◆ **RECORDS SUPPLIED**:
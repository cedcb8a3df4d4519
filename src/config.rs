use crate::error::ConfigError;
use anyhow::{Context, Result};
use serde::Deserialize;
use std::path::Path;
use tracing::{debug, warn};

/// 默认配置文件名（存在时自动加载）
pub const DEFAULT_CONFIG_FILE: &str = "cses-sync.toml";

/// 程序配置文件
///
/// 加载顺序：默认值 → TOML 文件 → 环境变量
#[derive(Clone, Debug, Deserialize)]
#[serde(default)]
pub struct Config {
    /// 本地数据文件（problems 与 csesConfig 都存在这里）
    pub data_file: String,
    /// GitHub API 地址
    pub github_api_base_url: String,
    /// OAuth 授权页地址
    pub oauth_authorize_url: String,
    /// OAuth 回调地址（本机回环地址，由程序自己监听）
    pub oauth_redirect_uri: String,
    /// 等待用户完成授权的最长时间（秒）
    pub auth_timeout_secs: u64,
    /// 浏览器调试端口
    pub browser_debug_port: u16,
    /// 是否显示详细日志
    pub verbose_logging: bool,
}

impl Default for Config {
    fn default() -> Self {
        Self {
            data_file: "cses-sync-data.json".to_string(),
            github_api_base_url: "https://api.github.com".to_string(),
            oauth_authorize_url: "https://github.com/login/oauth/authorize".to_string(),
            oauth_redirect_uri: "http://127.0.0.1:8976/callback".to_string(),
            auth_timeout_secs: 300,
            browser_debug_port: 9222,
            verbose_logging: false,
        }
    }
}

impl Config {
    /// 加载完整配置
    ///
    /// `CSES_SYNC_CONFIG` 指定的文件必须存在；未指定时只在当前目录有
    /// `cses-sync.toml` 时才读取
    pub fn load() -> Result<Self> {
        let base = match std::env::var("CSES_SYNC_CONFIG") {
            Ok(path) => Self::from_toml_file(Path::new(&path))?,
            Err(_) if Path::new(DEFAULT_CONFIG_FILE).exists() => {
                Self::from_toml_file(Path::new(DEFAULT_CONFIG_FILE))?
            }
            Err(_) => Self::default(),
        };
        Ok(base.with_env_overrides())
    }

    /// 从 TOML 文件读取配置，缺失的字段使用默认值
    pub fn from_toml_file(path: &Path) -> Result<Self> {
        let content = std::fs::read_to_string(path)
            .with_context(|| format!("无法读取配置文件: {}", path.display()))?;
        let config: Config = toml::from_str(&content)
            .with_context(|| format!("无法解析配置文件: {}", path.display()))?;
        debug!("已加载配置文件: {}", path.display());
        Ok(config)
    }

    /// 只使用默认值和环境变量
    pub fn from_env() -> Self {
        Self::default().with_env_overrides()
    }

    fn with_env_overrides(self) -> Self {
        Self {
            data_file: std::env::var("CSES_SYNC_DATA_FILE").unwrap_or(self.data_file),
            github_api_base_url: std::env::var("GITHUB_API_BASE_URL")
                .unwrap_or(self.github_api_base_url),
            oauth_authorize_url: std::env::var("OAUTH_AUTHORIZE_URL")
                .unwrap_or(self.oauth_authorize_url),
            oauth_redirect_uri: std::env::var("OAUTH_REDIRECT_URI")
                .unwrap_or(self.oauth_redirect_uri),
            auth_timeout_secs: parse_env("AUTH_TIMEOUT_SECS", "u64", self.auth_timeout_secs),
            browser_debug_port: parse_env("BROWSER_DEBUG_PORT", "u16", self.browser_debug_port),
            verbose_logging: parse_env("VERBOSE_LOGGING", "bool", self.verbose_logging),
        }
    }
}

/// 解析环境变量，失败时记录警告并保留原值
fn parse_env<T: std::str::FromStr>(var_name: &str, expected_type: &str, fallback: T) -> T {
    match std::env::var(var_name) {
        Ok(value) => match value.parse() {
            Ok(parsed) => parsed,
            Err(_) => {
                let err = ConfigError::EnvVarParseFailed {
                    var_name: var_name.to_string(),
                    value,
                    expected_type: expected_type.to_string(),
                };
                warn!("{}，使用默认值", err);
                fallback
            }
        },
        Err(_) => fallback,
    }
}

#[cfg(test)]
mod tests {
    use super::*;
    use std::io::Write;

    #[test]
    fn test_toml_file_fills_missing_fields_with_defaults() {
        let mut file = tempfile::NamedTempFile::new().unwrap();
        writeln!(file, "data_file = \"/tmp/progress.json\"").unwrap();
        writeln!(file, "auth_timeout_secs = 30").unwrap();

        let config = Config::from_toml_file(file.path()).unwrap();

        assert_eq!(config.data_file, "/tmp/progress.json");
        assert_eq!(config.auth_timeout_secs, 30);
        assert_eq!(config.github_api_base_url, "https://api.github.com");
        assert_eq!(config.oauth_redirect_uri, "http://127.0.0.1:8976/callback");
    }

    #[test]
    fn test_bad_toml_is_an_error() {
        let mut file = tempfile::NamedTempFile::new().unwrap();
        writeln!(file, "auth_timeout_secs = \"soon\"").unwrap();

        assert!(Config::from_toml_file(file.path()).is_err());
    }

    #[test]
    fn test_parse_env_falls_back_on_garbage() {
        std::env::set_var("CSES_SYNC_TEST_PORT", "not-a-port");
        assert_eq!(parse_env("CSES_SYNC_TEST_PORT", "u16", 9222u16), 9222);
        std::env::set_var("CSES_SYNC_TEST_PORT", "9333");
        assert_eq!(parse_env("CSES_SYNC_TEST_PORT", "u16", 9222u16), 9333);
        std::env::remove_var("CSES_SYNC_TEST_PORT");
    }
}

◆ **WHAT THIS TASK INVOLVES**: Exactly as written above, copy every line.

◆ **EXERCISE SOLUTION**:
repository cedcb8a3df4d4519
filename src/config.rs
use crate::error::ConfigError;
use anyhow::{Context, Result};
use serde::Deserialize;
use std::path::Path;
use tracing::{debug, warn};

/// 默认配置文件名（存在时自动加载）
pub const DEFAULT_CONFIG_FILE: &str = "cses-sync.toml";

/// 程序配置文件
///
/// 加载顺序：默认值 → TOML 文件 → 环境变量
#[derive(Clone, Debug, Deserialize)]
#[serde(default)]
pub struct Config {
    /// 本地数据文件（problems 与 csesConfig 都存在这里）
    pub data_file: String,
    /// GitHub API 地址
    pub github_api_base_url: String,
    /// OAuth 授权页地址
    pub oauth_authorize_url: String,
    /// OAuth 回调地址（本机回环地址，由程序自己监听）
    pub oauth_redirect_uri: String,
    /// 等待用户完成授权的最长时间（秒）
    pub auth_timeout_secs: u64,
    /// 浏览器调试端口
    pub browser_debug_port: u16,
    /// 是否显示详细日志
    pub verbose_logging: bool,
}

impl Default for Config {
    fn default() -> Self {
        Self {
            data_file: "cses-sync-data.json".to_string(),
            github_api_base_url: "https://api.github.com".to_string(),
            oauth_authorize_url: "https://github.com/login/oauth/authorize".to_string(),
            oauth_redirect_uri: "http://127.0.0.1:8976/callback".to_string(),
            auth_timeout_secs: 300,
            browser_debug_port: 9222,
            verbose_logging: false,
        }
    }
}

impl Config {
    /// 加载完整配置
    ///
    /// `CSES_SYNC_CONFIG` 指定的文件必须存在；未指定时只在当前目录有
    /// `cses-sync.toml` 时才读取
    pub fn load() -> Result<Self> {
        let base = match std::env::var("CSES_SYNC_CONFIG") {
            Ok(path) => Self::from_toml_file(Path::new(&path))?,
            Err(_) if Path::new(DEFAULT_CONFIG_FILE).exists() => {
                Self::from_toml_file(Path::new(DEFAULT_CONFIG_FILE))?
            }
            Err(_) => Self::default(),
        };
        Ok(base.with_env_overrides())
    }

    /// 从 TOML 文件读取配置，缺失的字段使用默认值
    pub fn from_toml_file(path: &Path) -> Result<Self> {
        let content = std::fs::read_to_string(path)
            .with_context(|| format!("无法读取配置文件: {}", path.display()))?;
        let config: Config = toml::from_str(&content)
            .with_context(|| format!("无法解析配置文件: {}", path.display()))?;
        debug!("已加载配置文件: {}", path.display());
        Ok(config)
    }

    /// 只使用默认值和环境变量
    pub fn from_env() -> Self {
        Self::default().with_env_overrides()
    }

    fn with_env_overrides(self) -> Self {
        Self {
            data_file: std::env::var("CSES_SYNC_DATA_FILE").unwrap_or(self.data_file),
            github_api_base_url: std::env::var("GITHUB_API_BASE_URL")
                .unwrap_or(self.github_api_base_url),
            oauth_authorize_url: std::env::var("OAUTH_AUTHORIZE_URL")
                .unwrap_or(self.oauth_authorize_url),
            oauth_redirect_uri: std::env::var("OAUTH_REDIRECT_URI")
                .unwrap_or(self.oauth_redirect_uri),
            auth_timeout_secs: parse_env("AUTH_TIMEOUT_SECS", "u64", self.auth_timeout_secs),
            browser_debug_port: parse_env("BROWSER_DEBUG_PORT", "u16", self.browser_debug_port),
            verbose_logging: parse_env("VERBOSE_LOGGING", "bool", self.verbose_logging),
        }
    }
}

/// 解析环境变量，失败时记录警告并保留原值
fn parse_env<T: std::str::FromStr>(var_name: &str, expected_type: &str, fallback: T) -> T {
    match std::env::var(var_name) {
        Ok(value) => match value.parse() {
            Ok(parsed) => parsed,
            Err(_) => {
                let err = ConfigError::EnvVarParseFailed {
                    var_name: var_name.to_string(),
                    value,
                    expected_type: expected_type.to_string(),
                };
                warn!("{}，使用默认值", err);
                fallback
            }
        },
        Err(_) => fallback,
    }
}

#[cfg(test)]
mod tests {
    use super::*;
    use std::io::Write;

    #[test]
    fn test_toml_file_fills_missing_fields_with_defaults() {
        let mut file = tempfile::NamedTempFile::new().unwrap();
        writeln!(file, "data_file = \"/tmp/progress.json\"").unwrap();
        writeln!(file, "auth_timeout_secs = 30").unwrap();

        let config = Config::from_toml_file(file.path()).unwrap();

        assert_eq!(config.data_file, "/tmp/progress.json");
        assert_eq!(config.auth_timeout_secs, 30);
        assert_eq!(config.github_api_base_url, "https://api.github.com");
        assert_eq!(config.oauth_redirect_uri, "http://127.0.0.1:8976/callback");
    }

    #[test]
    fn test_bad_toml_is_an_error() {
        let mut file = tempfile::NamedTempFile::new().unwrap();
        writeln!(file, "auth_timeout_secs = \"soon\"").unwrap();

        assert!(Config::from_toml_file(file.path()).is_err());
    }

    #[test]
    fn test_parse_env_falls_back_on_garbage() {
        std::env::set_var("CSES_SYNC_TEST_PORT", "not-a-port");
        assert_eq!(parse_env("CSES_SYNC_TEST_PORT", "u16", 9222u16), 9222);
        std::env::set_var("CSES_SYNC_TEST_PORT", "9333");
        assert_eq!(parse_env("CSES_SYNC_TEST_PORT", "u16", 9222u16), 9333);
        std::env::remove_var("CSES_SYNC_TEST_PORT");
    }
}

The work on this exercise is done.